Ordnungskrisen der Moderne
Liberale Perspektiven jenseits der Systemüberdehnung
Working Paper – pdf Version: FFG_Working-Paper_250514_Ordnungskrise
Vorbemerkung: „Die Lage ist hoffnungslos, aber nicht ernst“ — dieser österreichische Satz, geboren aus den Erfahrungen habsburgischer Verwaltungskunst, beschreibt in zugespitzter Form einen Grundzug moderner westlicher Gesellschaften. Trotz funktionierender Institutionen und ungebrochener Alltagstätigkeit mehren sich die Anzeichen, dass die politische und institutionelle Ordnung im Westen schleichend erodiert. Die Stabilität, die nach außen hin noch sichtbar ist, ruht auf zunehmend belasteten Fundamenten.
Der folgende Text ist der Versuch, diese Entwicklungen ordnungspolitisch einzuordnen. Er geht über die klassische Ordnungsökonomik hinaus und nimmt politische, institutionelle und systemische Mechanismen in den Blick. Es geht weder um parteipolitische Positionierung noch um kurzfristige Diagnosen, sondern um die nüchterne Analyse langfristig relevanter Strukturen.

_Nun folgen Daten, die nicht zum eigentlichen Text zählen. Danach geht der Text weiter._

// Per-category mapping from content records to page blocks
//
// Every function is pure: same content, theme and width give the same lines.
// `width` is the text width inside the page padding.

use super::wrap::{display_width, wrap};
use super::{PageBlock, TargetAction, PAGE_PADDING};
use crate::content::{
    About, Certification, Contact, ExperienceEntry, Footer, GalleryItem, Portfolio, Profile,
    SkillCategory,
};
use crate::nav::SectionId;
use crate::tui::theme::Theme;
use ratatui::style::{Modifier, Style};
use ratatui::text::{Line, Span};

const BUTTON_MARKER: &str = "▶ ";
const LINK_MARKER: &str = "↗ ";
const IMAGE_MARKER: &str = "▣ ";
const CERT_MARKER: &str = "🏆 ";

// ─────────────────────────────────────────────────────────────────────────────
// Line helpers
// ─────────────────────────────────────────────────────────────────────────────

fn pad(columns: usize) -> Span<'static> {
    Span::raw(" ".repeat(columns))
}

/// Left-aligned line inside the page padding
fn line(spans: Vec<Span<'static>>) -> Line<'static> {
    let mut all = Vec::with_capacity(spans.len() + 1);
    all.push(pad(PAGE_PADDING));
    all.extend(spans);
    Line::from(all)
}

/// Centered line; padding is baked in so plain-text output matches
fn centered(spans: Vec<Span<'static>>, width: usize) -> Line<'static> {
    let used: usize = spans.iter().map(|s| display_width(&s.content)).sum();
    let offset = width.saturating_sub(used) / 2;
    let mut all = Vec::with_capacity(spans.len() + 1);
    all.push(pad(PAGE_PADDING + offset));
    all.extend(spans);
    Line::from(all)
}

fn paragraph(block: &mut PageBlock, text: &str, style: Style, width: usize, indent: usize) {
    for row in wrap(text, width.saturating_sub(indent)) {
        block.push(line(vec![pad(indent), Span::styled(row, style)]));
    }
}

fn centered_paragraph(block: &mut PageBlock, text: &str, style: Style, width: usize) {
    for row in wrap(text, width) {
        block.push(centered(vec![Span::styled(row, style)], width));
    }
}

/// Centered title with an underline rule
fn heading(block: &mut PageBlock, title: &str, theme: &Theme, width: usize) {
    let rows = wrap(title, width);
    let rule_width = rows
        .iter()
        .map(|r| display_width(r))
        .max()
        .unwrap_or(0)
        .min(width);

    for row in rows {
        block.push(centered(vec![Span::styled(row, theme.heading_style())], width));
    }
    block.push(centered(
        vec![Span::styled("─".repeat(rule_width), theme.primary_style())],
        width,
    ));
    block.blank();
}

/// Wrapped text with a marker on the first row and matching indent after
fn marked(
    block: &mut PageBlock,
    indent: usize,
    marker: &str,
    text: &str,
    marker_style: Style,
    style: Style,
    width: usize,
) {
    let marker_width = display_width(marker);
    let rows = wrap(text, width.saturating_sub(indent + marker_width));
    for (i, row) in rows.into_iter().enumerate() {
        let lead = if i == 0 {
            Span::styled(marker.to_string(), marker_style)
        } else {
            pad(marker_width)
        };
        block.push(line(vec![pad(indent), lead, Span::styled(row, style)]));
    }
}

fn button(block: &mut PageBlock, label: &str, target: SectionId, theme: &Theme, width: usize) {
    let spans = vec![
        Span::styled(BUTTON_MARKER, theme.primary_style()),
        Span::styled(label.to_string(), theme.accent_style()),
    ];
    block.push_target(centered(spans, width), label, TargetAction::Jump(target));
}

/// Link label wrapped like `marked`; the target sits on its first row
fn link(
    block: &mut PageBlock,
    indent: usize,
    marker: &str,
    label: &str,
    uri: String,
    theme: &Theme,
    width: usize,
) {
    let marker_width = display_width(marker);
    let mut rows = wrap(label, width.saturating_sub(indent + marker_width)).into_iter();

    let first = rows.next().unwrap_or_default();
    block.push_target(
        line(vec![
            pad(indent),
            Span::styled(marker.to_string(), theme.primary_style()),
            Span::styled(first, theme.link_style()),
        ]),
        label,
        TargetAction::Link(uri),
    );
    for row in rows {
        block.push(line(vec![
            pad(indent + marker_width),
            Span::styled(row, theme.link_style()),
        ]));
    }
}

// ─────────────────────────────────────────────────────────────────────────────
// Blocks
// ─────────────────────────────────────────────────────────────────────────────

pub fn hero(content: &Portfolio, theme: &Theme, width: usize) -> PageBlock {
    let profile = &content.profile;
    let mut block = PageBlock::new(Some(SectionId::Home.anchor()));

    centered_paragraph(
        &mut block,
        &format!("[ {} ]", profile.badge),
        theme.primary_style(),
        width,
    );
    block.blank();
    centered_paragraph(
        &mut block,
        profile.name,
        theme.heading_style().add_modifier(Modifier::UNDERLINED),
        width,
    );
    centered_paragraph(&mut block, profile.tagline, theme.accent_style(), width);
    block.blank();
    centered_paragraph(&mut block, profile.summary, theme.text_style(), width);
    block.blank();

    for action in content.actions {
        button(&mut block, action.label, action.target, theme, width);
    }
    block.blank();

    link(&mut block, 0, "☎ ", profile.phone, profile.phone_uri(), theme, width);
    link(&mut block, 0, "✉ ", profile.email, profile.email_uri(), theme, width);
    marked(
        &mut block,
        0,
        "⌖ ",
        profile.location,
        theme.primary_style(),
        theme.muted_style(),
        width,
    );
    block.blank();

    centered_paragraph(
        &mut block,
        &format!("{IMAGE_MARKER}{} · {}", profile.portrait, profile.name),
        theme.muted_style(),
        width,
    );
    block.blank();
    block.push(centered(vec![Span::styled("↓", theme.muted_style())], width));
    block
}

pub fn about(about: &About, theme: &Theme, width: usize) -> PageBlock {
    let mut block = PageBlock::new(Some(SectionId::About.anchor()));
    heading(&mut block, about.heading, theme, width);

    for text in about.paragraphs {
        paragraph(&mut block, text, theme.text_style(), width, 0);
        block.blank();
    }

    for fact in about.facts {
        paragraph(&mut block, fact.label, theme.accent_style(), width, 0);
        paragraph(&mut block, fact.value, theme.text_style(), width, 2);
    }
    block
}

pub fn experience(
    title: &str,
    entries: &[ExperienceEntry],
    theme: &Theme,
    width: usize,
) -> PageBlock {
    let mut block = PageBlock::new(Some(SectionId::Experience.anchor()));
    heading(&mut block, title, theme, width);

    for (i, entry) in entries.iter().enumerate() {
        if i > 0 {
            block.blank();
        }
        paragraph(&mut block, entry.title, theme.heading_style(), width, 0);
        paragraph(&mut block, entry.organization, theme.primary_style(), width, 2);
        if !entry.period.is_empty() {
            paragraph(&mut block, entry.period, theme.muted_style(), width, 2);
        }
        paragraph(&mut block, entry.description, theme.text_style(), width, 2);
    }
    block
}

pub fn skills(title: &str, categories: &[SkillCategory], theme: &Theme, width: usize) -> PageBlock {
    let mut block = PageBlock::new(Some(SectionId::Skills.anchor()));
    heading(&mut block, title, theme, width);

    for (i, category) in categories.iter().enumerate() {
        if i > 0 {
            block.blank();
        }
        marked(
            &mut block,
            0,
            &format!("{} ", category.icon),
            category.title,
            Style::default(),
            theme.heading_style(),
            width,
        );
        for skill in category.skills {
            marked(
                &mut block,
                2,
                "• ",
                skill,
                theme.primary_style(),
                theme.text_style(),
                width,
            );
        }
    }
    block
}

pub fn gallery(
    title: &str,
    intro: &str,
    items: &[GalleryItem],
    theme: &Theme,
    width: usize,
) -> PageBlock {
    let mut block = PageBlock::new(Some(SectionId::Gallery.anchor()));
    heading(&mut block, title, theme, width);
    centered_paragraph(&mut block, intro, theme.muted_style(), width);

    for item in items {
        block.blank();
        marked(
            &mut block,
            0,
            IMAGE_MARKER,
            item.image,
            theme.muted_style(),
            theme.muted_style(),
            width,
        );
        paragraph(&mut block, item.title, theme.heading_style(), width, 2);
        paragraph(&mut block, item.description, theme.text_style(), width, 2);
    }
    block
}

/// Rendered between gallery and contact; anchored but not a nav target
pub fn certifications(
    title: &str,
    certifications: &[Certification],
    theme: &Theme,
    width: usize,
) -> PageBlock {
    let mut block = PageBlock::new(Some("certifications"));
    heading(&mut block, title, theme, width);

    for (i, cert) in certifications.iter().enumerate() {
        if i > 0 {
            block.blank();
        }
        marked(
            &mut block,
            0,
            CERT_MARKER,
            cert.title,
            Style::default(),
            theme.heading_style(),
            width,
        );
        let indent = display_width(CERT_MARKER);
        paragraph(&mut block, cert.issuer, theme.primary_style(), width, indent);
        if !cert.year.is_empty() {
            paragraph(&mut block, cert.year, theme.muted_style(), width, indent);
        }
        if let Some(uri) = cert.link {
            link(
                &mut block,
                indent,
                LINK_MARKER,
                "View certificate",
                uri.to_string(),
                theme,
                width,
            );
        }
    }
    block
}

pub fn contact(contact: &Contact, profile: &Profile, theme: &Theme, width: usize) -> PageBlock {
    let mut block = PageBlock::new(Some(SectionId::Contact.anchor()));
    heading(&mut block, contact.heading, theme, width);
    paragraph(&mut block, contact.intro, theme.text_style(), width, 0);
    block.blank();

    link(&mut block, 0, "☎ ", profile.phone, profile.phone_uri(), theme, width);
    link(&mut block, 0, "✉ ", profile.email, profile.email_uri(), theme, width);
    marked(
        &mut block,
        0,
        "⌖ ",
        profile.location,
        theme.primary_style(),
        theme.text_style(),
        width,
    );
    block.blank();

    paragraph(
        &mut block,
        contact.availability,
        theme.muted_style().add_modifier(Modifier::ITALIC),
        width,
        0,
    );
    block
}

pub fn footer(footer: &Footer, theme: &Theme, width: usize) -> PageBlock {
    let mut block = PageBlock::new(None);
    block.push(line(vec![Span::styled("─".repeat(width), theme.border_style())]));
    centered_paragraph(&mut block, footer.copyright, theme.text_style(), width);
    centered_paragraph(&mut block, footer.motto, theme.muted_style(), width);
    block
}

#[cfg(test)]
mod tests {
    use super::*;
    use crate::content::PORTFOLIO;

    fn plain(block: &PageBlock) -> Vec<String> {
        block
            .lines
            .iter()
            .map(|l| l.spans.iter().map(|s| s.content.as_ref()).collect())
            .collect()
    }

    #[test]
    fn hero_buttons_jump_to_contact_and_about() {
        let block = hero(&PORTFOLIO, &Theme::default(), 76);
        let jumps: Vec<_> = block
            .targets
            .iter()
            .filter_map(|t| match t.action {
                TargetAction::Jump(s) => Some((t.label.as_str(), s)),
                TargetAction::Link(_) => None,
            })
            .collect();
        assert_eq!(
            jumps,
            [("Get In Touch", SectionId::Contact), ("Learn More", SectionId::About)]
        );
    }

    #[test]
    fn heading_is_centered_with_rule() {
        let mut block = PageBlock::new(None);
        heading(&mut block, "About Me", &Theme::default(), 20);
        let rows = plain(&block);

        // 2 padding + (20 - 8) / 2 offset
        assert_eq!(rows[0], "        About Me");
        assert_eq!(rows[1], "        ────────");
        assert_eq!(rows[2], "");
    }

    #[test]
    fn experience_skips_unpublished_period() {
        let block = experience(
            PORTFOLIO.experience_heading,
            PORTFOLIO.experience,
            &Theme::default(),
            76,
        );
        let rows = plain(&block);
        assert!(rows.iter().any(|r| r.contains("Fashion Design Lecturer")));
        assert!(rows.iter().any(|r| r.trim() == "Soham Institute"));
        assert!(block.targets.is_empty());
    }

    #[test]
    fn marked_text_indents_continuation_rows() {
        let mut block = PageBlock::new(None);
        marked(
            &mut block,
            0,
            CERT_MARKER,
            "Entrepreneurship Development Programme (EDP)",
            Style::default(),
            Style::default(),
            20,
        );
        let rows = plain(&block);
        assert!(rows.len() > 1);
        assert!(rows[0].starts_with("  🏆 "));
        assert!(rows[1].starts_with("     "));
    }

    #[test]
    fn long_link_wraps_with_target_on_first_row() {
        let mut block = PageBlock::new(None);
        link(
            &mut block,
            0,
            "✉ ",
            "nehalpatel19777@gmail.com",
            "mailto:nehalpatel19777@gmail.com".to_string(),
            &Theme::default(),
            16,
        );
        let rows = plain(&block);

        assert_eq!(rows.len(), 2);
        assert!(rows.iter().all(|r| display_width(r) <= 16 + PAGE_PADDING));
        assert!(rows[1].starts_with("    "));
        assert_eq!(block.targets.len(), 1);
        assert_eq!(block.targets[0].line, 0);
        assert_eq!(block.targets[0].label, "nehalpatel19777@gmail.com");
    }

    #[test]
    fn certification_without_link_has_no_target() {
        let certs = [Certification {
            title: "Unlinked",
            issuer: "Somewhere",
            year: "2020",
            link: None,
        }];
        let block = certifications("Certs", &certs, &Theme::default(), 40);
        assert!(block.targets.is_empty());
        assert!(plain(&block).iter().any(|r| r.trim() == "2020"));
    }
}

Diese Arbeit geschieht aus einer doppelten Motivation: aus analytischer Distanz und aus der Sorge um das Gemeinwesen. Ordnungspolitik bleibt die Kunst der Resilienz-pflege freier Gesellschaften — auch und gerade in Zeiten, in denen Freiheit von vielen selbstverständlich genommen wird.
Berlin, 14. Juni 2025
Michael von Prollius
Aus dem Denkanstoß
Kurzgefasst
Moderne westliche Gesellschaften befinden sich in einer strukturellen Ordnungskrise.
Peter Turchins „Cliodynamics“ – hier „End Times“ (2023) – bietet interessante Ansätze, ist für moderne postindustrielle Systeme jedoch nur bedingt tragfähig.
Neben den klassischen Krisentreibern (Elite-Überproduktion, Volksverarmung, Staatsverschuldung, Elite-Fraktionierung) wirken heute zusätzliche Dynamiken: Technologiedruck, globale Interdependenz, demographische Umkehr und Regelüberdehnung.
Die liberale Ordnung gerät dadurch an mehreren Fronten unter Druck: durch Exekutivdominanz, Rentenökonomien, Diskursverengung und institutionelle Überforderung.
Fünf Szenarien erscheinen betrachtenswert: schleichende Erosion, trabende Krise, galoppierende Eskalation und exogene Kettensäge sowie adaptive Stagnation.
Liberale Ordnungspflege bleibt möglich, erfordert aber strategische Nüchternheit, langfristige Denkarbeit, Prinzipientreue und Netzwerkpflege.
Die entscheidende Aufgabe liegt weniger in kurzfristiger politischer Wirksamkeit als im Aufbau eines belastbaren intellektuellen Fundaments für künftige Ordnungsfenster.